Freeman, Mary E. Wilkins 1886

The Christmas Masquerade by Mary E. Wilkins Freeman, 1886

The magic trick:

Appealing to children with fun and memorable plot twists

I’m not sure this is a story for kids, for adults, for families. For everyone, probably. It certainly appeals to children. The plot draws out like a line with a constant barrage of fun plot twists. There are several funny and memorable scenes – the old woman at the edge of town, the rich children tending geese. It might not be a straight-up Christmas classic, but it’s a fun story that anyone can enjoy. And that’s quite a trick on Freeman’s part.

The selection:

The Mayor’s daughter declared she was going to tend her geese out in the pasture, and the shepherdesses sprang out of their little beds of down, throwing aside their silken quilts, and cried that they must go out and watch their sheep.

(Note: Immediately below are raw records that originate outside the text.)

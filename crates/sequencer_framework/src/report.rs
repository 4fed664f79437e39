//! Run outcome reporting.

use std::fmt;

use sequencer_random::RandomError;
use sequencer_store::StoreError;

use crate::error::ProcessError;
use crate::process_code::ProcessCode;

/// Lifecycle of a sequencer run.
#[derive(Debug, Clone, Copy, PartialEq, Eq)]
pub enum RunState {
    /// Built and validated; `run` has not been called.
    Configured,
    /// Events are being processed.
    Running,
    /// Every event and every end-of-run call succeeded.
    Completed,
    /// At least one failure was recorded.
    Failed,
}

impl RunState {
    /// Lower-case state name.
    #[must_use]
    pub const fn as_str(self) -> &'static str {
        match self {
            Self::Configured => "configured",
            Self::Running => "running",
            Self::Completed => "completed",
            Self::Failed => "failed",
        }
    }
}

impl fmt::Display for RunState {
    fn fmt(&self, f: &mut fmt::Formatter<'_>) -> fmt::Result {
        f.write_str(self.as_str())
    }
}

/// Final status of a run.
#[derive(Debug, Clone, Copy, PartialEq, Eq)]
pub enum RunStatus {
    /// Nothing failed.
    Completed,
    /// Something failed; see [`RunReport::failures`].
    Failed,
}

/// The pipeline step in which a failure happened.
#[derive(Debug, Clone, Copy, PartialEq, Eq, PartialOrd, Ord, Hash)]
pub enum Stage {
    /// Reader skipping before the first event.
    Skip,
    /// A context decorator.
    Decorate,
    /// A reader.
    Read,
    /// An algorithm.
    Execute,
    /// A writer's per-event call.
    Write,
    /// A writer's end-of-run call.
    EndRun,
    /// A service's finalize call.
    Finalize,
}

impl fmt::Display for Stage {
    fn fmt(&self, f: &mut fmt::Formatter<'_>) -> fmt::Result {
        let name = match self {
            Self::Skip => "skip",
            Self::Decorate => "decorate",
            Self::Read => "read",
            Self::Execute => "execute",
            Self::Write => "write",
            Self::EndRun => "end_run",
            Self::Finalize => "finalize",
        };
        f.write_str(name)
    }
}

/// Why a step failed.
#[derive(Debug, Clone, Copy, PartialEq, Eq, Hash)]
pub enum FailureKind {
    /// A collection was written twice.
    DuplicateKey,
    /// A collection was read before anything wrote it.
    NotFound,
    /// A collection was read with the wrong type.
    TypeMismatch,
    /// Missing setup, e.g. an unseeded random service.
    NotConfigured,
    /// The component returned [`ProcessCode::Abort`].
    ComponentAbort,
    /// The component returned some other error.
    ComponentError,
    /// The component panicked.
    Panic,
}

impl FailureKind {
    /// Classify a component error.
    #[must_use]
    pub fn of(error: &ProcessError) -> Self {
        match error {
            ProcessError::Store(StoreError::DuplicateKey { .. }) => Self::DuplicateKey,
            ProcessError::Store(StoreError::NotFound { .. }) => Self::NotFound,
            ProcessError::Store(StoreError::TypeMismatch { .. }) => Self::TypeMismatch,
            ProcessError::Random(RandomError::NotConfigured { .. }) => Self::NotConfigured,
            ProcessError::Random(RandomError::InvalidParameters { .. }) | ProcessError::Failed(_) => {
                Self::ComponentError
            }
        }
    }
}

/// One recorded failure, with enough detail to re-run that event alone.
#[derive(Debug, Clone, PartialEq, Eq)]
pub struct EventFailure {
    /// The event, or `None` for run-level steps (skip, end of run).
    pub event: Option<u64>,
    /// The failing component.
    pub component: String,
    /// Where in the pipeline it failed.
    pub stage: Stage,
    /// Why it failed.
    pub kind: FailureKind,
    /// Human-readable detail.
    pub message: String,
}

impl fmt::Display for EventFailure {
    fn fmt(&self, f: &mut fmt::Formatter<'_>) -> fmt::Result {
        match self.event {
            Some(event) => write!(f, "event {event}: ")?,
            None => f.write_str("run: ")?,
        }
        write!(
            f,
            "{} '{}' failed ({:?}): {}",
            self.stage, self.component, self.kind, self.message
        )
    }
}

/// Summary returned by [`Sequencer::run`](crate::Sequencer::run).
#[derive(Debug, Clone)]
pub struct RunReport {
    /// Identifier correlating this run's log lines.
    pub run_id: String,
    /// Overall outcome.
    pub status: RunStatus,
    /// First event number processed.
    pub first_event: u64,
    /// Number of events whose pipeline finished without failure.
    pub processed_events: u64,
    /// Number of events attempted.
    pub total_events: u64,
    /// All failures, ordered by event number (run-level ones last).
    pub failures: Vec<EventFailure>,
}

impl RunReport {
    /// The run outcome as a [`ProcessCode`].
    #[must_use]
    pub fn code(&self) -> ProcessCode {
        match self.status {
            RunStatus::Completed => ProcessCode::Success,
            RunStatus::Failed => ProcessCode::Abort,
        }
    }

    /// Returns `true` if the run completed.
    #[must_use]
    pub fn is_completed(&self) -> bool {
        self.status == RunStatus::Completed
    }

    /// Event numbers that failed, ascending.
    #[must_use]
    pub fn failed_events(&self) -> Vec<u64> {
        let mut events: Vec<u64> = self.failures.iter().filter_map(|f| f.event).collect();
        events.dedup();
        events
    }
}

/// Order failures by event, run-level failures last.
pub(crate) fn sort_failures(failures: &mut [EventFailure]) {
    failures.sort_by(|a, b| {
        let key = |f: &EventFailure| (f.event.is_none(), f.event.unwrap_or(0), f.stage);
        key(a).cmp(&key(b))
    });
}

#[cfg(test)]
mod tests {
    use super::*;

    fn failure(event: Option<u64>, stage: Stage) -> EventFailure {
        EventFailure {
            event,
            component: "c".to_string(),
            stage,
            kind: FailureKind::ComponentAbort,
            message: String::new(),
        }
    }

    #[test]
    fn test_failure_kind_classification() {
        let not_found = ProcessError::Store(StoreError::NotFound {
            name: "missing".into(),
            event: 0,
        });
        assert_eq!(FailureKind::of(&not_found), FailureKind::NotFound);
        assert_eq!(
            FailureKind::of(&ProcessError::failed("bad")),
            FailureKind::ComponentError
        );
        let unseeded = ProcessError::Random(RandomError::NotConfigured {
            service: "rng".into(),
        });
        assert_eq!(FailureKind::of(&unseeded), FailureKind::NotConfigured);
    }

    #[test]
    fn test_sort_failures_run_level_last() {
        let mut failures = vec![
            failure(None, Stage::EndRun),
            failure(Some(7), Stage::Write),
            failure(Some(2), Stage::Execute),
        ];
        sort_failures(&mut failures);
        let events: Vec<Option<u64>> = failures.iter().map(|f| f.event).collect();
        assert_eq!(events, vec![Some(2), Some(7), None]);
    }

    #[test]
    fn test_report_code() {
        let report = RunReport {
            run_id: "r".into(),
            status: RunStatus::Failed,
            first_event: 0,
            processed_events: 9,
            total_events: 10,
            failures: vec![failure(Some(4), Stage::Execute)],
        };
        assert_eq!(report.code(), ProcessCode::Abort);
        assert!(!report.is_completed());
        assert_eq!(report.failed_events(), vec![4]);
    }

    #[test]
    fn test_failure_display() {
        let f = EventFailure {
            event: Some(3),
            component: "Doubler".into(),
            stage: Stage::Execute,
            kind: FailureKind::NotFound,
            message: "collection 'x' not found in event 3".into(),
        };
        assert_eq!(
            f.to_string(),
            "event 3: execute 'Doubler' failed (NotFound): collection 'x' not found in event 3"
        );
    }
}
//! Write-once collection storage for a single event.
//!
//! Collections are held as `Arc<dyn Any + Send + Sync>` together with the
//! Rust type name they were written with, so a read with the wrong type is
//! reported as [`StoreError::TypeMismatch`] instead of silently failing.

use std::any::{Any, type_name};
use std::sync::Arc;

use dashmap::DashMap;
use dashmap::mapref::entry::Entry;
use tracing::trace;

use crate::error::StoreError;

/// A type-erased collection plus the name of its concrete type.
#[derive(Clone)]
struct StoredCollection {
    type_name: &'static str,
    value: Arc<dyn Any + Send + Sync>,
}

/// Named, typed collections produced and consumed during one event.
///
/// A name can be written once. Reading a name that was never written is an
/// error. There is no removal: the whole store is dropped when the event is
/// finished.
///
/// # Examples
///
/// ```rust
/// use sequencer_store::{EventStore, StoreError};
///
/// let store = EventStore::new(7);
/// store.add("hits", vec![1.0_f64, 2.0, 3.0]).unwrap();
///
/// let hits = store.get::<Vec<f64>>("hits").unwrap();
/// assert_eq!(hits.len(), 3);
///
/// assert!(matches!(
///     store.add("hits", Vec::<f64>::new()),
///     Err(StoreError::DuplicateKey { .. })
/// ));
/// ```
pub struct EventStore {
    /// The event this store belongs to, used in diagnostics.
    event: u64,
    /// Collections keyed by name.
    collections: DashMap<String, StoredCollection>,
}

impl EventStore {
    /// Create an empty store for the given event.
    #[must_use]
    pub fn new(event: u64) -> Self {
        Self {
            event,
            collections: DashMap::new(),
        }
    }

    /// Returns the event number this store belongs to.
    #[must_use]
    pub fn event(&self) -> u64 {
        self.event
    }

    /// Write a collection under `name`.
    ///
    /// # Errors
    ///
    /// Returns [`StoreError::DuplicateKey`] if `name` was already written.
    /// The existing collection is left untouched.
    pub fn add<T>(&self, name: impl Into<String>, collection: T) -> Result<(), StoreError>
    where
        T: Send + Sync + 'static,
    {
        self.add_shared(name, Arc::new(collection))
    }

    /// Write an already shared collection under `name`.
    ///
    /// # Errors
    ///
    /// Returns [`StoreError::DuplicateKey`] if `name` was already written.
    pub fn add_shared<T>(&self, name: impl Into<String>, collection: Arc<T>) -> Result<(), StoreError>
    where
        T: Send + Sync + 'static,
    {
        let name = name.into();
        match self.collections.entry(name) {
            Entry::Occupied(entry) => Err(StoreError::DuplicateKey {
                name: entry.key().clone(),
                event: self.event,
            }),
            Entry::Vacant(entry) => {
                trace!(
                    event = self.event,
                    collection = entry.key().as_str(),
                    "writing collection"
                );
                entry.insert(StoredCollection {
                    type_name: type_name::<T>(),
                    value: collection,
                });
                Ok(())
            }
        }
    }

    /// Read the collection written under `name`.
    ///
    /// # Errors
    ///
    /// Returns [`StoreError::NotFound`] if `name` was never written, or
    /// [`StoreError::TypeMismatch`] if it was written with a different type.
    pub fn get<T>(&self, name: &str) -> Result<Arc<T>, StoreError>
    where
        T: Send + Sync + 'static,
    {
        // Clone out of the map so no shard guard is held by the caller.
        let stored = self
            .collections
            .get(name)
            .map(|entry| entry.value().clone())
            .ok_or_else(|| StoreError::NotFound {
                name: name.to_string(),
                event: self.event,
            })?;

        trace!(event = self.event, collection = name, "reading collection");

        let found = stored.type_name;
        stored
            .value
            .downcast::<T>()
            .map_err(|_| StoreError::TypeMismatch {
                name: name.to_string(),
                expected: type_name::<T>(),
                found,
            })
    }

    /// Returns `true` if a collection named `name` has been written.
    #[must_use]
    pub fn contains(&self, name: &str) -> bool {
        self.collections.contains_key(name)
    }

    /// Returns the number of collections in the store.
    #[must_use]
    pub fn len(&self) -> usize {
        self.collections.len()
    }

    /// Returns `true` if nothing has been written yet.
    #[must_use]
    pub fn is_empty(&self) -> bool {
        self.collections.is_empty()
    }

    /// Returns the collection names in sorted order.
    #[must_use]
    pub fn names(&self) -> Vec<String> {
        let mut names: Vec<String> = self
            .collections
            .iter()
            .map(|entry| entry.key().clone())
            .collect();
        names.sort();
        names
    }
}

impl std::fmt::Debug for EventStore {
    fn fmt(&self, f: &mut std::fmt::Formatter<'_>) -> std::fmt::Result {
        f.debug_struct("EventStore")
            .field("event", &self.event)
            .field("collections", &self.names())
            .finish()
    }
}

#[cfg(test)]
mod tests {
    use super::*;

    #[derive(Debug, Clone, PartialEq)]
    struct Hit {
        layer: u32,
        energy: f64,
    }

    #[test]
    fn test_add_then_get_returns_collection() {
        let store = EventStore::new(3);
        let hits = vec![
            Hit {
                layer: 1,
                energy: 0.5,
            },
            Hit {
                layer: 2,
                energy: 1.5,
            },
        ];
        store.add("hits", hits.clone()).unwrap();

        let read = store.get::<Vec<Hit>>("hits").unwrap();
        assert_eq!(*read, hits);
    }

    #[test]
    fn test_second_add_is_duplicate_key() {
        let store = EventStore::new(3);
        store.add("x", 1_u64).unwrap();
        let err = store.add("x", 2_u64).unwrap_err();
        assert_eq!(
            err,
            StoreError::DuplicateKey {
                name: "x".to_string(),
                event: 3,
            }
        );
        // The first value survives the rejected write.
        assert_eq!(*store.get::<u64>("x").unwrap(), 1);
    }

    #[test]
    fn test_get_missing_is_not_found() {
        let store = EventStore::new(9);
        let err = store.get::<u64>("missing").unwrap_err();
        assert!(matches!(err, StoreError::NotFound { ref name, event: 9 } if name == "missing"));
    }

    #[test]
    fn test_get_wrong_type_is_type_mismatch() {
        let store = EventStore::new(0);
        store.add("x", 1_u64).unwrap();
        let err = store.get::<String>("x").unwrap_err();
        match err {
            StoreError::TypeMismatch {
                name,
                expected,
                found,
            } => {
                assert_eq!(name, "x");
                assert!(expected.contains("String"));
                assert_eq!(found, "u64");
            }
            other => panic!("unexpected error: {other}"),
        }
    }

    #[test]
    fn test_repeated_reads_share_the_same_value() {
        let store = EventStore::new(0);
        store.add("big", vec![0_u8; 1024]).unwrap();
        let a = store.get::<Vec<u8>>("big").unwrap();
        let b = store.get::<Vec<u8>>("big").unwrap();
        assert!(Arc::ptr_eq(&a, &b));
    }

    #[test]
    fn test_add_shared_keeps_pointer() {
        let store = EventStore::new(0);
        let shared = Arc::new(String::from("calibration"));
        store.add_shared("calib", Arc::clone(&shared)).unwrap();
        let read = store.get::<String>("calib").unwrap();
        assert!(Arc::ptr_eq(&shared, &read));
    }

    #[test]
    fn test_names_are_sorted() {
        let store = EventStore::new(0);
        store.add("tracks", 0_u8).unwrap();
        store.add("clusters", 0_u8).unwrap();
        store.add("hits", 0_u8).unwrap();
        assert_eq!(store.names(), vec!["clusters", "hits", "tracks"]);
        assert_eq!(store.len(), 3);
        assert!(store.contains("hits"));
        assert!(!store.contains("vertices"));
    }

    #[test]
    fn test_new_store_is_empty() {
        let store = EventStore::new(42);
        assert!(store.is_empty());
        assert_eq!(store.event(), 42);
    }
}
//! # sequencer
//!
//! Runs a demo pipeline on the event sequencer:
//!
//! 1. `AlignmentDecorator` (plus optional rotation and field scaling)
//!    decorates each event.
//! 2. `ParticleGun` writes `"particles"`.
//! 3. `HitSmearing` turns them into `"hits"` on the aligned detector.
//! 4. `SummaryWriter` collects a per-event digest and writes it at the end.
//!
//! The exit status is 0 when every event completed, 1 otherwise.

mod cli;
mod generator;
mod smearing;
mod summary;

use std::process::ExitCode;
use std::sync::Arc;

use anyhow::{Context, Result};
use clap::Parser;
use sequencer_alignment::{
    AlignmentDecorator, FieldScaleDecorator, RotationDecorator, barrel_layout,
};
use sequencer_framework::{Pipeline, RandomNumbers, RandomNumbersConfig, Sequencer, WriterT};
use tracing::{error, info};
use tracing_subscriber::EnvFilter;

use cli::Args;
use generator::{ParticleGun, ParticleGunConfig};
use smearing::{HitSmearing, HitSmearingConfig};
use summary::SummaryWriter;

fn main() -> Result<ExitCode> {
    let args = Args::parse();

    // Initialise structured logging; RUST_LOG overrides --loglevel.
    tracing_subscriber::fmt()
        .with_env_filter(
            EnvFilter::try_from_default_env()
                .unwrap_or_else(|_| EnvFilter::new(args.log_directive())),
        )
        .init();

    let config = args.sequencer_config()?;
    let pipeline = build_pipeline(&args)?;
    info!(?config, "sequencer starting");

    let mut sequencer = Sequencer::configure(config, pipeline).context("configuring sequencer")?;
    let report = sequencer.run().context("running sequencer")?;

    for failure in &report.failures {
        error!("{failure}");
    }
    info!(
        run_id = %report.run_id,
        status = ?report.status,
        processed = report.processed_events,
        total = report.total_events,
        "sequencer finished"
    );

    Ok(if report.is_completed() {
        ExitCode::SUCCESS
    } else {
        ExitCode::FAILURE
    })
}

/// Assemble the demo pipeline from the command line.
fn build_pipeline(args: &Args) -> Result<Pipeline> {
    let elements = barrel_layout(4, 16, 30.0, 40.0);
    let random = Arc::new(RandomNumbers::new(RandomNumbersConfig::with_seed(args.seed)));

    let alignment = AlignmentDecorator::new(args.alignment_config(), elements.clone())
        .context("alignment decorator")?;
    let mut pipeline = Pipeline::new()
        .add_service(random.clone())
        .add_decorator(Arc::new(alignment));

    if let Some(step) = args.rotation_step {
        let rotation = RotationDecorator::new(step, &elements).context("rotation decorator")?;
        pipeline = pipeline.add_decorator(Arc::new(rotation));
    }
    if let Some(scalor) = args.bf_scalor {
        let field = FieldScaleDecorator::new(scalor).context("field scale decorator")?;
        pipeline = pipeline.add_decorator(Arc::new(field));
    }

    let gun = ParticleGun::new(ParticleGunConfig::default(), random.clone());
    let smearing = HitSmearing::new(HitSmearingConfig::default(), random);
    let summary = WriterT::new("hits", SummaryWriter::new(args.output.clone()))?;

    Ok(pipeline
        .add_reader(Arc::new(gun))
        .append_algorithm(Arc::new(smearing))
        .add_writer(Arc::new(summary)))
}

The princesses jumped up from their straw pallets, and wanted to go to court; and all the rest of them likewise. Poor little Red Riding-hood sobbed and sobbed because she couldn’t go and carry her basket to her grandmother, and as she didn’t have any grandmother she couldn’t go, of course, and her parents were very much troubled. It was all so mysterious and dreadful. The news spread very rapidly over the city, and soon a great crowd gathered around the new Costumer’s shop, for every one thought he must be responsible for all this mischief.